Photo-crosslinked hierarchically honeycomb-patterned/macroporous scaffolds of calcium phosphate cement promote MC3T3-E1 cell functions

Abstract

Advanced technology has enabled us to investigate cell functions in biomimetic honeycomb films or macroporous inorganic scaffolds to tentatively seek more powerful engineered biomaterials for bone regeneration. However, to date, the cell functions of honeycomb-patterned 3-dimensional scaffolds have not been studied. Herein, we report a facile and novel approach to fabricate photo-crosslinked hierarchically honeycomb-patterned/macroporous calcium phosphate cement (CH-CPC) scaffolds and their biological impact on MC3T3-E1 cells. The CH-CPC scaffolds together with controls, photo-crosslinked calcium phosphate cement scaffolds without honeycomb pores (CW-CPC) and calcium phosphate cement (CPC) scaffolds, were characterized by scanning electron microscopy (SEM), X-ray diffraction (XRD), energy dispersive spectroscopy (EDS), gel fraction measurement, thermogravimetric analysis (TGA), Brunauer–Emmett–Teller (BET) tests, and mechanical testing.

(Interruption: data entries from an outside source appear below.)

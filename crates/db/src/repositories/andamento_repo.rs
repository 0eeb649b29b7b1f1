//! Repository for the `andamentos` table.

use painel_core::types::{DbId, LocalTimestamp};
use sqlx::{PgConnection, PgPool};

use crate::models::andamento::Andamento;

const COLUMNS: &str = "id, projeto_id, data, descricao";

/// Provides CRUD operations for project progress entries.
pub struct AndamentoRepo;

impl AndamentoRepo {
    /// Insert an entry for `projeto_id`. A `None` timestamp means "now" (UTC
    /// wall clock).
    ///
    /// The parent project is not checked here; a dangling `projeto_id`
    /// surfaces as a foreign-key violation.
    pub async fn create(
        conn: &mut PgConnection,
        projeto_id: DbId,
        descricao: &str,
        data: Option<LocalTimestamp>,
    ) -> Result<Andamento, sqlx::Error> {
        let query = format!(
            "INSERT INTO andamentos (projeto_id, descricao, data)
             VALUES ($1, $2, COALESCE($3, NOW() AT TIME ZONE 'UTC'))
             RETURNING {COLUMNS}"
        );
        sqlx::query_as::<_, Andamento>(&query)
            .bind(projeto_id)
            .bind(descricao)
            .bind(data)
            .fetch_one(conn)
            .await
    }

    /// Find an entry by ID.
    pub async fn find_by_id(pool: &PgPool, id: DbId) -> Result<Option<Andamento>, sqlx::Error> {
        let query = format!("SELECT {COLUMNS} FROM andamentos WHERE id = $1");
        sqlx::query_as::<_, Andamento>(&query)
            .bind(id)
            .fetch_optional(pool)
            .await
    }

    /// List a project's entries, most recent first.
    pub async fn list_by_projeto(
        pool: &PgPool,
        projeto_id: DbId,
    ) -> Result<Vec<Andamento>, sqlx::Error> {
        let query = format!(
            "SELECT {COLUMNS} FROM andamentos
             WHERE projeto_id = $1
             ORDER BY data DESC, id DESC"
        );
        sqlx::query_as::<_, Andamento>(&query)
            .bind(projeto_id)
            .fetch_all(pool)
            .await
    }

    /// Replace an entry's description. Returns `None` if no row matched.
    pub async fn update_descricao(
        conn: &mut PgConnection,
        id: DbId,
        descricao: &str,
    ) -> Result<Option<Andamento>, sqlx::Error> {
        let query = format!(
            "UPDATE andamentos SET descricao = $2
             WHERE id = $1
             RETURNING {COLUMNS}"
        );
        sqlx::query_as::<_, Andamento>(&query)
            .bind(id)
            .bind(descricao)
            .fetch_optional(conn)
            .await
    }

    /// Delete an entry by ID. Returns `true` if a row was removed.
    pub async fn delete(conn: &mut PgConnection, id: DbId) -> Result<bool, sqlx::Error> {
        let result = sqlx::query("DELETE FROM andamentos WHERE id = $1")
            .bind(id)
            .execute(conn)
            .await?;
        Ok(result.rows_affected() > 0)
    }
}
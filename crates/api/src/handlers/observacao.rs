//! Handlers for ticket observations.

use axum::extract::{Path, State};
use axum::http::StatusCode;
use axum::Json;
use painel_core::error::CoreError;
use painel_core::text::require_text;
use painel_core::types::DbId;
use painel_db::models::observacao::{CreateObservacao, Observacao, UpdateObservacao};
use painel_db::repositories::{ChamadoRepo, ObservacaoRepo};

use crate::error::{AppError, AppResult};
use crate::extract::AppJson;
use crate::state::AppState;

/// GET /api/sustentacao/{numero}/observacoes
pub async fn list_by_chamado(
    State(state): State<AppState>,
    Path(numero): Path<String>,
) -> AppResult<Json<Vec<Observacao>>> {
    if !ChamadoRepo::exists(&state.pool, &numero).await? {
        return Err(AppError::Core(CoreError::not_found("Chamado", &numero)));
    }
    let observacoes = ObservacaoRepo::list_by_chamado(&state.pool, &numero).await?;
    Ok(Json(observacoes))
}

/// POST /api/sustentacao/{numero}/observacoes
pub async fn create(
    State(state): State<AppState>,
    Path(numero): Path<String>,
    AppJson(input): AppJson<CreateObservacao>,
) -> AppResult<(StatusCode, Json<Observacao>)> {
    let mut tx = state.pool.begin().await?;
    if !ChamadoRepo::exists(&mut *tx, &numero).await? {
        return Err(AppError::Core(CoreError::not_found("Chamado", &numero)));
    }

    let texto = require_text("texto", input.texto.as_deref())?;
    let observacao = ObservacaoRepo::create(&mut tx, &numero, &texto).await?;
    tx.commit().await?;

    tracing::info!(observacao_id = observacao.id, numero_chamado = %numero, "Observação registrada");
    Ok((StatusCode::CREATED, Json(observacao)))
}

/// PUT /api/sustentacao/observacoes/{id}
pub async fn update(
    State(state): State<AppState>,
    Path(id): Path<DbId>,
    AppJson(input): AppJson<UpdateObservacao>,
) -> AppResult<Json<Observacao>> {
    let texto = require_text("texto", input.texto.as_deref())?;

    let mut tx = state.pool.begin().await?;
    let observacao = ObservacaoRepo::update_texto(&mut tx, id, &texto)
        .await?
        .ok_or_else(|| AppError::Core(CoreError::not_found("Observação", id)))?;
    tx.commit().await?;

    Ok(Json(observacao))
}

/// DELETE /api/sustentacao/observacoes/{id}
pub async fn delete(State(state): State<AppState>, Path(id): Path<DbId>) -> AppResult<StatusCode> {
    let mut tx = state.pool.begin().await?;
    if !ObservacaoRepo::delete(&mut tx, id).await? {
        return Err(AppError::Core(CoreError::not_found("Observação", id)));
    }
    tx.commit().await?;

    tracing::info!(observacao_id = id, "Observação excluída");
    Ok(StatusCode::NO_CONTENT)
}
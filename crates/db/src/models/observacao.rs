//! Support ticket observation model and DTOs.

use painel_core::types::{DbId, Timestamp};
use serde::{Deserialize, Serialize};
use sqlx::FromRow;

/// A row from the `sustentacao_observacoes` table.
#[derive(Debug, Clone, FromRow, Serialize)]
pub struct Observacao {
    pub id: DbId,
    pub numero_chamado: String,
    pub texto: String,
    pub criado_em: Timestamp,
}

/// DTO for posting an observation on a ticket.
#[derive(Debug, Clone, Deserialize)]
pub struct CreateObservacao {
    pub texto: Option<String>,
}

/// DTO for editing an observation's text.
#[derive(Debug, Clone, Deserialize)]
pub struct UpdateObservacao {
    pub texto: Option<String>,
}
//! Handlers for the `/projetos` resource.

use axum::extract::{Path, State};
use axum::http::StatusCode;
use axum::Json;
use painel_core::error::CoreError;
use painel_core::types::DbId;
use painel_db::models::projeto::{CreateProjeto, Projeto, UpdateProjeto};
use painel_db::repositories::ProjetoRepo;

use crate::error::{AppError, AppResult};
use crate::extract::AppJson;
use crate::response::MensagemResponse;
use crate::state::AppState;

/// POST /api/projetos
pub async fn create(
    State(state): State<AppState>,
    AppJson(input): AppJson<CreateProjeto>,
) -> AppResult<(StatusCode, Json<Projeto>)> {
    input.validate()?;

    let mut tx = state.pool.begin().await?;
    let projeto = ProjetoRepo::create(&mut tx, &input).await?;
    tx.commit().await?;

    tracing::info!(projeto_id = projeto.id, nome = %projeto.nome, "Projeto criado");
    Ok((StatusCode::CREATED, Json(projeto)))
}

/// GET /api/projetos
pub async fn list(State(state): State<AppState>) -> AppResult<Json<Vec<Projeto>>> {
    let projetos = ProjetoRepo::list(&state.pool).await?;
    Ok(Json(projetos))
}

/// GET /api/projetos/{id}
pub async fn get_by_id(
    State(state): State<AppState>,
    Path(id): Path<DbId>,
) -> AppResult<Json<Projeto>> {
    let projeto = ProjetoRepo::find_by_id(&state.pool, id)
        .await?
        .ok_or_else(|| AppError::Core(CoreError::not_found("Projeto", id)))?;
    Ok(Json(projeto))
}

/// PUT /api/projetos/{id}
///
/// Partial update: only keys present in the body are written.
pub async fn update(
    State(state): State<AppState>,
    Path(id): Path<DbId>,
    AppJson(input): AppJson<UpdateProjeto>,
) -> AppResult<Json<Projeto>> {
    let mut tx = state.pool.begin().await?;
    let mut projeto = ProjetoRepo::find_for_update(&mut tx, id)
        .await?
        .ok_or_else(|| AppError::Core(CoreError::not_found("Projeto", id)))?;

    input.apply_to(&mut projeto)?;
    let projeto = ProjetoRepo::save(&mut tx, &projeto).await?;
    tx.commit().await?;

    tracing::info!(projeto_id = id, status = %projeto.status, "Projeto atualizado");
    Ok(Json(projeto))
}

/// DELETE /api/projetos/{id}
///
/// Progress entries go with the project (`ON DELETE CASCADE`).
pub async fn delete(
    State(state): State<AppState>,
    Path(id): Path<DbId>,
) -> AppResult<Json<MensagemResponse>> {
    let mut tx = state.pool.begin().await?;
    if !ProjetoRepo::delete(&mut tx, id).await? {
        return Err(AppError::Core(CoreError::not_found("Projeto", id)));
    }
    tx.commit().await?;

    tracing::info!(projeto_id = id, "Projeto excluído");
    Ok(Json(MensagemResponse::new("Projeto excluído com sucesso")))
}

The CH-CPC scaffolds were fully covered with a honeycomb layer with a pore diameter of 1.5–3.7 μm on the scaffold surface and the inside of the CH-CPC scaffolds was also covered with a honeycomb layer, but with poorer coverage and regularity in terms of pore size. The crosslinked networks in CW-CPC and CH-CPC scaffolds enhanced their compressive strength. The surface area and water adsorption in CH-CPC scaffolds were significantly higher than those of CPC and CW-CPC scaffolds due to the formation of honeycomb pores, which also promoted fibronectin (FN) adsorption on CH-CPC scaffolds. MC3T3-E1 cells were seeded on these scaffolds to study the cell response. The results clearly suggested that, in comparison with CPC and CW-CPC scaffolds, cell adhesion, spreading, proliferation, and differentiation were enhanced on CH-CPC scaffolds.